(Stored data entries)

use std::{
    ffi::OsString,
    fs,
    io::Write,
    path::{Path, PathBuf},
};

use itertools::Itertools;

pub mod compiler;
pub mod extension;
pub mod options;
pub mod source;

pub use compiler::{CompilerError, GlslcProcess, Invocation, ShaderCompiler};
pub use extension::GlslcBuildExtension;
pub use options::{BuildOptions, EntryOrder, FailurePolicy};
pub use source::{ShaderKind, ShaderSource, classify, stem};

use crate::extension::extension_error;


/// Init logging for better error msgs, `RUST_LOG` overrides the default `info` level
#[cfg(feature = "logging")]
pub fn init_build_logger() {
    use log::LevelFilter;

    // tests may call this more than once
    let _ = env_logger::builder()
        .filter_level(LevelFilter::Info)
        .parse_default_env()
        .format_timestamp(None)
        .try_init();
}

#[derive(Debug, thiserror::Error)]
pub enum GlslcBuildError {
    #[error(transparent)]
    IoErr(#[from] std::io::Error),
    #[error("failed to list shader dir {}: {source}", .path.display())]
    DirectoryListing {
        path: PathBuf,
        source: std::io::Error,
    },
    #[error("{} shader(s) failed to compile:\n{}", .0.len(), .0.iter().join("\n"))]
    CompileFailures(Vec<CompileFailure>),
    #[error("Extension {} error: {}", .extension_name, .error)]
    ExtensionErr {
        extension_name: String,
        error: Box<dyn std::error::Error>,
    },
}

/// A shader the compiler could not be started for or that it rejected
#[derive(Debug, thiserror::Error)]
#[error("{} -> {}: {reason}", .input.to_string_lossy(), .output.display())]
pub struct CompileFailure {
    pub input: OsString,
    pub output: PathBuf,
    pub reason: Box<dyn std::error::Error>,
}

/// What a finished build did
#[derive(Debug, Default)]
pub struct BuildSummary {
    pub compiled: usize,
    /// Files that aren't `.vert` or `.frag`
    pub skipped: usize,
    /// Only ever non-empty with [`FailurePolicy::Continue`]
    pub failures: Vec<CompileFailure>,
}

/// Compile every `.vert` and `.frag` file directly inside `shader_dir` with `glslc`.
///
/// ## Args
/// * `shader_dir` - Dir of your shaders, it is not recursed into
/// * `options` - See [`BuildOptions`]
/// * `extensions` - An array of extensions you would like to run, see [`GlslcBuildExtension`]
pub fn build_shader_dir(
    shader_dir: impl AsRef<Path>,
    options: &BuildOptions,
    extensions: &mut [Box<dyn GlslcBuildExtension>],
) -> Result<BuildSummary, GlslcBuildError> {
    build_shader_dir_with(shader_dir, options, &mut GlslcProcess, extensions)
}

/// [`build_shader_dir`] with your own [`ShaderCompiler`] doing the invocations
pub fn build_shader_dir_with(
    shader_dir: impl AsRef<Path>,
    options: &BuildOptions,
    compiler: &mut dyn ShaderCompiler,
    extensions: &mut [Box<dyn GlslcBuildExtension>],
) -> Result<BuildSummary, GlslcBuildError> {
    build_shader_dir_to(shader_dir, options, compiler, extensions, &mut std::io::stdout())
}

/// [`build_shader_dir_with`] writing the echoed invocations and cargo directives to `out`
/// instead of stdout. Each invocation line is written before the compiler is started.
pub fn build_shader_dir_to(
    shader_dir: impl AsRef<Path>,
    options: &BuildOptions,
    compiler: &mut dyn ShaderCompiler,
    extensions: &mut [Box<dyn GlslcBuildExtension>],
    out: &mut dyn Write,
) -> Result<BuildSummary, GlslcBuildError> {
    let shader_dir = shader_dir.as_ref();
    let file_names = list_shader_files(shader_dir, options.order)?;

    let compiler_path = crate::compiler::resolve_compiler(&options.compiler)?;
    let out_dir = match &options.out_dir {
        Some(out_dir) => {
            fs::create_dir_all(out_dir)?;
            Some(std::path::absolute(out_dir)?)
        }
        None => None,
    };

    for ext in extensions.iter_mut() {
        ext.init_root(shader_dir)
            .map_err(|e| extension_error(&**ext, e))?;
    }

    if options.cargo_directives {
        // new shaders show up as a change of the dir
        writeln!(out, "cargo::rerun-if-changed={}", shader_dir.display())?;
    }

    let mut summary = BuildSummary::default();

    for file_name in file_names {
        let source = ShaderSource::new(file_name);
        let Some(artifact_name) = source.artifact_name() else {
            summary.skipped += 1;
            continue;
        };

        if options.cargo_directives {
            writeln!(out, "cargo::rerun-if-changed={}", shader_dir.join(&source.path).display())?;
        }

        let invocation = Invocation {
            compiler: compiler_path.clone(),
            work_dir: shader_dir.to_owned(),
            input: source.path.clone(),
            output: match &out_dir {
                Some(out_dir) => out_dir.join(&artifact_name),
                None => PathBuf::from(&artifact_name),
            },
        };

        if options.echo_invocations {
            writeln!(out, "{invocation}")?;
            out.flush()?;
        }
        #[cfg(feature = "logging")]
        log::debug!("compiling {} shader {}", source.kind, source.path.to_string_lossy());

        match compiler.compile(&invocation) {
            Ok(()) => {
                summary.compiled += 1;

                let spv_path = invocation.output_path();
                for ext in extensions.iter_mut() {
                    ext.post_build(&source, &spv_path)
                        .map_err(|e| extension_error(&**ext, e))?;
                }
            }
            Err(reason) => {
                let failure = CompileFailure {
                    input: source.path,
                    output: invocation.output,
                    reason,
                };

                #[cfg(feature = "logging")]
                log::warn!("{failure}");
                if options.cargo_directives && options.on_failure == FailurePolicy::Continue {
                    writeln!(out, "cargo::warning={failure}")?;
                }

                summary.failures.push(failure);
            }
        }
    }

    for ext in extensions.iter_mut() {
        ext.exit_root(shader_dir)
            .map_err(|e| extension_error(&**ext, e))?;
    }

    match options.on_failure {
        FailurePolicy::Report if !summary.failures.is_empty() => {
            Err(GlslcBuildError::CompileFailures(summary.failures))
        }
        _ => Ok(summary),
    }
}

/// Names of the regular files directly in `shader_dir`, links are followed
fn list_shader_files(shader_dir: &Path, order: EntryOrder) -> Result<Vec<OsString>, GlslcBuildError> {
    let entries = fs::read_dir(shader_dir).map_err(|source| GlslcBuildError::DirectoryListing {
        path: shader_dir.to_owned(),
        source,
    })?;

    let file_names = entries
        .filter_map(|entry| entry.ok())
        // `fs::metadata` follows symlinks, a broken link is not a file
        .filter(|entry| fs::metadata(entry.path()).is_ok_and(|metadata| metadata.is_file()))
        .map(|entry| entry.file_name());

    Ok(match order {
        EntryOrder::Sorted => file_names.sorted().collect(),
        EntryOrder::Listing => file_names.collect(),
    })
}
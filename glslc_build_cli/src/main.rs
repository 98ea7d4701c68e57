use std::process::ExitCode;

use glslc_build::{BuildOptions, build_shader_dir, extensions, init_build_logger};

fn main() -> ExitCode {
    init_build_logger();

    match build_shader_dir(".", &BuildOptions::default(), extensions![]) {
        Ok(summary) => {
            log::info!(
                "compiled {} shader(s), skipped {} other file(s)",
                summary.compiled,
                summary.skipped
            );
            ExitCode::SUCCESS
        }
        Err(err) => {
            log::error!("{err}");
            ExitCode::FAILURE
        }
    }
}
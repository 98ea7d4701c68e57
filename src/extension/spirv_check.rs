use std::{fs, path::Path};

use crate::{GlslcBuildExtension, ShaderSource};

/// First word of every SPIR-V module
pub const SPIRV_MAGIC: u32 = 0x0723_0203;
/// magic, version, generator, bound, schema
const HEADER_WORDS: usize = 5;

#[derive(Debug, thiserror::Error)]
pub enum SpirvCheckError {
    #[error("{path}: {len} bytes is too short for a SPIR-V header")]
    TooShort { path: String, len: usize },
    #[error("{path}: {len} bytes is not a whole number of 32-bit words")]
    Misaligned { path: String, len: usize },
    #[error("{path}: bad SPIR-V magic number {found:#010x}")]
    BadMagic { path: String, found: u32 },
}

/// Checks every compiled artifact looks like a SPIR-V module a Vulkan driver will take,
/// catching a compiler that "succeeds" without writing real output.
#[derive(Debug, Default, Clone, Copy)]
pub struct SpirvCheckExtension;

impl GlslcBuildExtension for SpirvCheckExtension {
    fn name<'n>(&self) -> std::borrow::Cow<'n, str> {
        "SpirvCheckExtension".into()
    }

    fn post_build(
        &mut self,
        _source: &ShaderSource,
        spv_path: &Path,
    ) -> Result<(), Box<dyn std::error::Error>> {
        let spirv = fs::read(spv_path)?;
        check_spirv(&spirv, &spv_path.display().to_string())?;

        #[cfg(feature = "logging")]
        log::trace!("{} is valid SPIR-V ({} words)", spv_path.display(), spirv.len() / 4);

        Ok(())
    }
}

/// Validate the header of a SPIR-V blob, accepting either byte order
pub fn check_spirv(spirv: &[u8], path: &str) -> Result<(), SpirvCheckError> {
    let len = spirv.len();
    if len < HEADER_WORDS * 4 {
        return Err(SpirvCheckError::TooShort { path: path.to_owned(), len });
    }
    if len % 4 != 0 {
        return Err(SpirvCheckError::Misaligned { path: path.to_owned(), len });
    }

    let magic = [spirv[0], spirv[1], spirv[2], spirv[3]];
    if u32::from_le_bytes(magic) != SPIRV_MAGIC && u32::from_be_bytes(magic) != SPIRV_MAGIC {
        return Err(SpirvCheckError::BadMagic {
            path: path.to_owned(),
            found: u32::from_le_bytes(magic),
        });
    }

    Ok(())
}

** EXERCISE AIM **
Starting at the first line of the entries above, please extract each line up to and including the line with "pub use extension::GlslcBuildExtension;", unchanged, and add nothing.

** EXERCISE RESULT **
use std::{
    ffi::OsString,
    fs,
    io::Write,
    path::{Path, PathBuf},
};

use itertools::Itertools;

pub mod compiler;
pub mod extension;
pub mod options;
pub mod source;

pub use compiler::{CompilerError, GlslcProcess, Invocation, ShaderCompiler};
pub use extension::GlslcBuildExtension;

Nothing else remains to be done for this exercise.